= Robert de Beaugrande =

Robert-Alain de Beaugrande (1946 – June 2008) was an American text linguist and discourse analyst, one of the leading figures of the Continental tradition in the discipline. He was one of the developers of the Vienna School of Textlinguistik (Department of Linguistics at the University of Vienna), and published the seminal Introduction to Text Linguistics in 1981, with Wolfgang U. Dressler. He was also a major figure in the consolidation of critical discourse analysis.

==Personal life==
According to census records, de Beaugrande was born James L Shoemaker in Colorado in 1946. He was raised in Missoula, Montana, where his father Theodore was a professor at The University of Montana. His mother was Eunice J Hankey Shoemaker, and he had a sister, Ellen Shoemaker, who died in 2003, the same year as their mother.

At some point during his education after leaving Montana, he changed his name from James Shoemaker to Robert-Alain de Beaugrande and reportedly adopted a German accent. The exact timing and circumstances of this name change are not well documented, though it appears to have occurred during his academic career development.

==Academic career==
De Beaugrande had an MA in German and English Language and Literature by the Free University of Berlin, in 1971, and a PhD in Comparative Literature and Linguistics by the University of California, Irvine, in 1976. He served as professor of English in the University of Florida from 1978 to 1991, of English Linguistics at the University of Vienna from 1991 to 1997, Professor of English Language at the University of Botswana in Gaborone, Professor of English and English Linguistics at the University of Florida at Gainesville, and later as visiting professor in several universities in Asia, the Middle East, and Latin America.

===Academic positions===
Throughout his career, de Beaugrande held professorial positions at numerous international institutions:

- University of Florida, Gainesville
- University of Vienna, Austria
- University of Botswana, Gaborone
- United Arab Emirates University, Al Ain
- Federal University of Paraíba, João Pessoa, Brazil
- University of Primorska, Koper, Slovenia

===Teaching style and personality===
De Beaugrande was known for his unconventional approach to academia and complex personality. According to former student Caspar van Helden, who studied under him at the University of Vienna in 1994, de Beaugrande "was certainly not the most easily approachable professor there, and his communication with students seemed a bit unpredictable."
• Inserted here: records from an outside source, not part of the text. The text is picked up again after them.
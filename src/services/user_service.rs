use sqlx::PgPool;
use uuid::Uuid;

use crate::auth::{hash_password, verify_password, Role, RoleSet};
use crate::config::config;
use crate::database::manager::ConstraintViolation;
use crate::database::models::user::{CreateUserInput, UpdateUserInput, User, UserView};
use crate::database::query_builder::{QueryBuilder, SqlParam};
use crate::database::repository::ListParams;
use crate::services::ServiceError;
use crate::validation::{optional_text, FieldErrors, NAME_LEN};

#[derive(Debug, Clone)]
pub struct NewUser {
    pub email: String,
    pub password: String,
    pub full_name: Option<String>,
    pub roles: RoleSet,
    pub is_active: bool,
    pub program_studi_id: Option<Uuid>,
}

fn check_email(errors: &mut FieldErrors, email: &str) {
    if !errors.max_len("email", "Email", email, NAME_LEN) {
        return;
    }
    let valid = email
        .split_once('@')
        .map_or(false, |(local, domain)| !local.is_empty() && domain.contains('.'));
    if !valid {
        errors.add("email", "Email is not valid");
    }
}

fn check_full_name(errors: &mut FieldErrors, full_name: &Option<String>) {
    if let Some(name) = full_name {
        errors.max_len("full_name", "Full name", name, NAME_LEN);
    }
}

fn check_password(errors: &mut FieldErrors, password: &str, min_length: usize) {
    if password.chars().count() < min_length {
        errors.add("password", format!("Password must be at least {} characters", min_length));
    }
}

fn parse_roles(errors: &mut FieldErrors, names: &[String]) -> Option<RoleSet> {
    match RoleSet::parse(names) {
        Ok(roles) if roles.is_empty() => {
            errors.add("roles", "At least one role is required");
            None
        }
        Ok(roles) => Some(roles),
        Err(e) => {
            errors.add("roles", e);
            None
        }
    }
}

fn check_binding(errors: &mut FieldErrors, roles: &RoleSet, program_studi_id: Option<Uuid>) {
    if roles.contains(Role::Prodi) && program_studi_id.is_none() {
        errors.add("program_studi_id", "Program studi is required for prodi users");
    }
}

pub fn validate_new_user(input: CreateUserInput, min_password: usize) -> Result<NewUser, FieldErrors> {
    let mut errors = FieldErrors::new();
    let email = errors
        .required_text("email", "Email", input.email)
        .map(|e| e.to_lowercase());
    if let Some(email) = &email {
        check_email(&mut errors, email);
    }
    let password = errors.required("password", "Password", input.password);
    if let Some(password) = &password {
        check_password(&mut errors, password, min_password);
    }
    let roles = parse_roles(&mut errors, &input.roles.unwrap_or_default());
    if let Some(roles) = &roles {
        check_binding(&mut errors, roles, input.program_studi_id);
    }

    let full_name = optional_text(input.full_name);
    check_full_name(&mut errors, &full_name);

    let (Some(email), Some(password), Some(roles)) = (email, password, roles) else {
        return Err(errors);
    };
    errors.into_result()?;

    Ok(NewUser {
        email,
        password,
        full_name,
        roles,
        is_active: input.is_active.unwrap_or(true),
        program_studi_id: input.program_studi_id,
    })
}

/// Merge a partial update over the stored row
pub fn merge_update(current: &User, input: UpdateUserInput, min_password: usize) -> Result<(NewUser, bool), FieldErrors> {
    let mut errors = FieldErrors::new();

    let email = match input.email {
        Some(email) => errors.required_text("email", "Email", Some(email)).map(|e| e.to_lowercase()),
        None => Some(current.email.clone()),
    };
    if let Some(email) = &email {
        check_email(&mut errors, email);
    }

    let password_changed = input.password.is_some();
    if let Some(password) = &input.password {
        check_password(&mut errors, password, min_password);
    }

    let roles = match input.roles {
        Some(names) => parse_roles(&mut errors, &names),
        None => Some(current.role_set()),
    };
    let program_studi_id = input.program_studi_id.unwrap_or(current.program_studi_id);
    if let Some(roles) = &roles {
        check_binding(&mut errors, roles, program_studi_id);
    }

    let full_name = match input.full_name {
        Some(name) => optional_text(Some(name)),
        None => current.full_name.clone(),
    };
    check_full_name(&mut errors, &full_name);

    let (Some(email), Some(roles)) = (email, roles) else {
        return Err(errors);
    };
    errors.into_result()?;

    Ok((
        NewUser {
            email,
            password: input.password.unwrap_or_default(),
            full_name,
            roles,
            is_active: input.is_active.unwrap_or(current.is_active),
            program_studi_id,
        },
        password_changed,
    ))
}

fn duplicate_email() -> ServiceError {
    ServiceError::Duplicate {
        field: "email".to_string(),
        message: "Email already registered".to_string(),
    }
}

fn not_found() -> ServiceError {
    ServiceError::NotFound("User not found".to_string())
}

fn map_write_error(err: sqlx::Error) -> ServiceError {
    match ConstraintViolation::classify(&err) {
        Some(ConstraintViolation::Unique(_)) => duplicate_email(),
        Some(ConstraintViolation::ForeignKey(_)) => ServiceError::field("program_studi_id", "Program studi not found"),
        _ => err.into(),
    }
}

/// Accounts and login
pub struct UserService {
    pool: PgPool,
}

impl UserService {
    pub fn new(pool: PgPool) -> Self {
        Self { pool }
    }

    pub async fn list(&self, params: &ListParams) -> Result<Vec<UserView>, ServiceError> {
        let mut conn = self.pool.acquire().await?;
        let users = QueryBuilder::<User>::new("users")
            .search(&["email", "full_name"], params.search.as_deref())
            .order_by("email ASC")
            .paginate(params.limit, params.offset)
            .select_all(&mut conn)
            .await?;
        Ok(users.into_iter().map(UserView::from).collect())
    }

    pub async fn find(&self, id: Uuid) -> Result<Option<User>, ServiceError> {
        let mut conn = self.pool.acquire().await?;
        let user = QueryBuilder::<User>::new("users")
            .where_eq("id", SqlParam::Uuid(id))
            .select_optional(&mut conn)
            .await?;
        Ok(user)
    }

    pub async fn get(&self, id: Uuid) -> Result<UserView, ServiceError> {
        self.find(id).await?.map(UserView::from).ok_or_else(not_found)
    }

    async fn email_taken(&self, email: &str, exclude: Option<Uuid>) -> Result<bool, ServiceError> {
        let taken: bool = sqlx::query_scalar(
            "SELECT EXISTS(SELECT 1 FROM users WHERE LOWER(email) = LOWER($1) AND ($2::uuid IS NULL OR id <> $2))",
        )
        .bind(email)
        .bind(exclude)
        .fetch_one(&self.pool)
        .await?;
        Ok(taken)
    }

    pub async fn create(&self, input: CreateUserInput) -> Result<UserView, ServiceError> {
        let user = validate_new_user(input, config().security.password_min_length)?;
        if self.email_taken(&user.email, None).await? {
            return Err(duplicate_email());
        }
        let password_hash = hash_password(&user.password)?;

        let row = sqlx::query_as::<_, User>(
            r#"
            INSERT INTO users (email, password_hash, full_name, roles, is_active, program_studi_id)
            VALUES ($1, $2, $3, $4, $5, $6)
            RETURNING *
            "#,
        )
        .bind(&user.email)
        .bind(&password_hash)
        .bind(&user.full_name)
        .bind(user.roles.to_strings())
        .bind(user.is_active)
        .bind(user.program_studi_id)
        .fetch_one(&self.pool)
        .await
        .map_err(map_write_error)?;

        tracing::info!(id = %row.id, email = %row.email, "user created");
        Ok(row.into())
    }

    pub async fn update(&self, id: Uuid, input: UpdateUserInput) -> Result<UserView, ServiceError> {
        let current = self.find(id).await?.ok_or_else(not_found)?;
        let (user, password_changed) = merge_update(&current, input, config().security.password_min_length)?;

        if user.email != current.email && self.email_taken(&user.email, Some(id)).await? {
            return Err(duplicate_email());
        }
        let password_hash = if password_changed {
            hash_password(&user.password)?
        } else {
            current.password_hash.clone()
        };

        let row = sqlx::query_as::<_, User>(
            r#"
            UPDATE users
            SET email = $2, password_hash = $3, full_name = $4, roles = $5, is_active = $6,
                program_studi_id = $7, updated_at = NOW()
            WHERE id = $1
            RETURNING *
            "#,
        )
        .bind(id)
        .bind(&user.email)
        .bind(&password_hash)
        .bind(&user.full_name)
        .bind(user.roles.to_strings())
        .bind(user.is_active)
        .bind(user.program_studi_id)
        .fetch_optional(&self.pool)
        .await
        .map_err(map_write_error)?
        .ok_or_else(not_found)?;

        tracing::info!(id = %id, password_changed, "user updated");
        Ok(row.into())
    }

    pub async fn delete(&self, id: Uuid, acting_user: Uuid) -> Result<(), ServiceError> {
        if id == acting_user {
            return Err(ServiceError::Rejected("You cannot delete your own account".to_string()));
        }
        let result = sqlx::query("DELETE FROM users WHERE id = $1")
            .bind(id)
            .execute(&self.pool)
            .await?;
        if result.rows_affected() == 0 {
            return Err(not_found());
        }
        tracing::info!(id = %id, "user deleted");
        Ok(())
    }

    /// Active account matching the credentials. Unknown email, inactive
    /// account and wrong password are not distinguished.
    pub async fn authenticate(&self, email: &str, password: &str) -> Result<Option<User>, ServiceError> {
        let user: Option<User> = sqlx::query_as("SELECT * FROM users WHERE LOWER(email) = LOWER($1)")
            .bind(email.trim())
            .fetch_optional(&self.pool)
            .await?;

        let Some(user) = user.filter(|u| u.is_active) else {
            return Ok(None);
        };

        match verify_password(password, &user.password_hash) {
            Ok(true) => Ok(Some(user)),
            Ok(false) => Ok(None),
            Err(e) => {
                tracing::warn!(user_id = %user.id, "Stored password hash unusable: {}", e);
                Ok(None)
            }
        }
    }
}

#[cfg(test)]
mod tests {
    use super::*;
    use chrono::Utc;

    fn create_input() -> CreateUserInput {
        CreateUserInput {
            email: Some(" Kaprodi@Example.ac.id ".into()),
            password: Some("rahasia123".into()),
            roles: Some(vec!["prodi".into()]),
            program_studi_id: Some(Uuid::new_v4()),
            ..Default::default()
        }
    }

    fn stored() -> User {
        let now = Utc::now();
        User {
            id: Uuid::new_v4(),
            email: "dosen@example.ac.id".into(),
            password_hash: "$argon2id$stored".into(),
            full_name: Some("Dosen".into()),
            roles: vec!["dosen".into()],
            is_active: true,
            program_studi_id: None,
            created_at: now,
            updated_at: now,
        }
    }

    #[test]
    fn new_user_is_normalized() {
        let user = validate_new_user(create_input(), 6).unwrap();
        assert_eq!(user.email, "kaprodi@example.ac.id");
        assert!(user.roles.contains(Role::Prodi));
        assert!(user.is_active);
    }

    #[test]
    fn new_user_rules() {
        let mut input = create_input();
        input.password = Some("123".into());
        input.roles = Some(vec!["superuser".into()]);
        input.email = Some("not-an-email".into());
        let errors = validate_new_user(input, 6).unwrap_err();
        assert!(errors.get("password").is_some());
        assert!(errors.get("roles").is_some());
        assert!(errors.get("email").is_some());
    }

    #[test]
    fn prodi_needs_program_studi() {
        let mut input = create_input();
        input.program_studi_id = None;
        let errors = validate_new_user(input, 6).unwrap_err();
        assert!(errors.get("program_studi_id").is_some());
    }

    #[test]
    fn partial_update_keeps_stored_fields() {
        let current = stored();
        let (merged, password_changed) = merge_update(
            &current,
            UpdateUserInput {
                full_name: Some("Dr. Dosen".into()),
                ..Default::default()
            },
            6,
        )
        .unwrap();
        assert!(!password_changed);
        assert_eq!(merged.email, current.email);
        assert_eq!(merged.full_name.as_deref(), Some("Dr. Dosen"));
        assert!(merged.roles.contains(Role::Dosen));
    }

    #[test]
    fn demotion_can_clear_program_studi() {
        let mut current = stored();
        current.roles = vec!["prodi".into()];
        current.program_studi_id = Some(Uuid::new_v4());

        let (merged, _) = merge_update(
            &current,
            UpdateUserInput {
                roles: Some(vec!["dosen".into()]),
                program_studi_id: Some(None),
                ..Default::default()
            },
            6,
        )
        .unwrap();
        assert_eq!(merged.program_studi_id, None);
        assert!(merged.roles.contains(Role::Dosen));

        // Absent keeps the binding
        let (kept, _) = merge_update(&current, UpdateUserInput::default(), 6).unwrap();
        assert_eq!(kept.program_studi_id, current.program_studi_id);
    }

    #[test]
    fn prodi_cannot_lose_program_studi() {
        let mut current = stored();
        current.roles = vec!["prodi".into()];
        current.program_studi_id = Some(Uuid::new_v4());
        let errors = merge_update(
            &current,
            UpdateUserInput {
                program_studi_id: Some(None),
                ..Default::default()
            },
            6,
        )
        .unwrap_err();
        assert!(errors.get("program_studi_id").is_some());
    }

    #[test]
    fn overlong_email_is_a_field_error() {
        let mut input = create_input();
        input.email = Some(format!("{}@example.ac.id", "a".repeat(300)));
        let errors = validate_new_user(input, 6).unwrap_err();
        assert_eq!(errors.get("email"), Some("Email must be at most 255 characters"));
    }

    #[test]
    fn update_to_prodi_checks_binding() {
        let errors = merge_update(
            &stored(),
            UpdateUserInput {
                roles: Some(vec!["prodi".into()]),
                ..Default::default()
            },
            6,
        )
        .unwrap_err();
        assert!(errors.get("program_studi_id").is_some());
    }
}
However, according to van Helden, de Beaugrande's approach had underlying logic: he "tended to appreciate those who created complex questions, and never looked for easy answers. He scorned academic conventions, of which there were so very many in Vienna." His unconventional teaching methods included giving students exam questions weeks in advance along with their grades, which were consistently A's, reflecting his disregard for traditional academic assessment practices.

==Personal website and open access advocacy==
De Beaugrande created a personal website as early as 2000 to provide access to his academic works. He explained that the site was necessary because many of his works were difficult to access through traditional academic channels for several reasons: recent works not yet submitted for publication or under lengthy review processes; publications in obscure sources such as in-house journals of universities or academies of science; unpublished works rejected due to what he characterized as "the byzantine, clannish tactics of academic reviewing and publishing"; and controversial works addressing "sacred cows in our profession, such as grades, peer review, external examiners, and the stratified organisation of international conferences."

By 2004, he had expanded the site into what he called a "free library," which garnered over 14,000 visits and downloads by September 2005. De Beaugrande expressed particular satisfaction that his works were reaching readers worldwide who "could not possibly buy them," making his academic contributions accessible to scholars in developing countries and regions with limited resources.

Under the motto "**FREEDOM TO THE BOOKS!!**", de Beaugrande advocated for open access to knowledge, stating that he could not "reach out by means of expensive or hard-to-find books." His website provided scanned, edited, and reformatted versions of his academic works, with individual webpages kept under 300 KB for accessibility.

For readers in areas with difficult or unsafe Internet access, he offered to send free CD versions of his complete works, formatted for efficient printing.

==Selected works==
- Text, Discourse and Process: Toward a Multidisciplinary Science of Texts. Norwood, N.J.: Ablex, 1980
- Introduction to Text Linguistics (with Wolfgang Dressler). London: Longman, 1981.
- Text Production. Norwood, N.J.: Ablex, 1984
- Critical Discourse: A Survey of Contemporary Literary Theorists. Norwood, N.J.: Ablex, 1988
- New Foundations for a Science of Text and Discourse. Greenwich, CT: Ablex, 1997
- A New Introduction to the Study of Text and Discourse. Uploaded to personal website June 2004.